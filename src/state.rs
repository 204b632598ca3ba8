//! Application state management for the exporter.
//!
//! This module defines the shared application state that is passed
//! to HTTP handlers, and the startup wiring that constructs the
//! credential manager, sink, snapshot store and poller once.

use alertsite_exporter::{
    build_client, AlertSiteClient, Config, CredentialManager, HealthStats, HttpTokenIssuer, Poller,
    PrometheusSink, SnapshotStore,
};
use anyhow::Context;
use std::sync::Arc;
use std::time::{Duration, Instant};
use tracing::{debug, warn};

/// Type alias for shared application state.
pub type SharedState = Arc<AppState>;

/// Global application state shared across requests.
pub struct AppState {
    /// Effective configuration, password already redacted.
    pub config: Arc<Config>,
    pub snapshot: Arc<SnapshotStore>,
    pub health_stats: Arc<HealthStats>,
    pub credentials: Arc<CredentialManager>,
    /// Poll period, used to judge snapshot staleness.
    pub refresh_interval: Duration,
    /// Server start time for uptime calculation.
    pub start_time: Instant,
}

/// Everything the server and the poll loop share.
pub struct Components {
    pub poller: Arc<Poller>,
    pub credentials: Arc<CredentialManager>,
    pub snapshot: Arc<SnapshotStore>,
    pub health_stats: Arc<HealthStats>,
}

impl Components {
    pub fn app_state(&self, config: &Config) -> SharedState {
        Arc::new(AppState {
            config: Arc::new(config.redacted()),
            snapshot: self.snapshot.clone(),
            health_stats: self.health_stats.clone(),
            credentials: self.credentials.clone(),
            refresh_interval: config.refresh_interval(),
            start_time: Instant::now(),
        })
    }
}

/// Builds the HTTP client and every core component from the effective config.
pub fn build_components(config: &Config) -> anyhow::Result<Components> {
    let client = build_client(config).context("failed to build upstream HTTP client")?;

    let credentials = config.credentials();
    if credentials.is_none() {
        warn!("Upstream username/password are not configured; every poll cycle will fail until they are");
    }

    let issuer = Arc::new(HttpTokenIssuer::new(client.clone(), config.base_url()));
    let credentials = Arc::new(CredentialManager::new(
        issuer,
        credentials,
        config.token_refresh_after(),
    ));

    let regions = config.regions();
    debug!(regions = regions.len(), base_url = config.base_url(), "Configuring status source");
    let source = Arc::new(AlertSiteClient::new(
        client,
        config.base_url(),
        regions,
        config.filter().context("invalid target filter")?,
    ));

    let sink = Arc::new(PrometheusSink::new().context("failed to register gauges")?);
    let snapshot = Arc::new(SnapshotStore::new());
    let health_stats = Arc::new(HealthStats::new());

    let poller = Arc::new(
        Poller::new(
            credentials.clone(),
            source,
            sink,
            snapshot.clone(),
            health_stats.clone(),
        )
        .with_interval(config.refresh_interval())
        .with_instance(config.instance())
        .with_status_offset(config.status_offset()?),
    );

    Ok(Components {
        poller,
        credentials,
        snapshot,
        health_stats,
    })
}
-------
*REQUIRED WORK*.
Could you count how many lines in the records contain the word "self"? Only the number is needed.

*TASK SOLUTION*.
4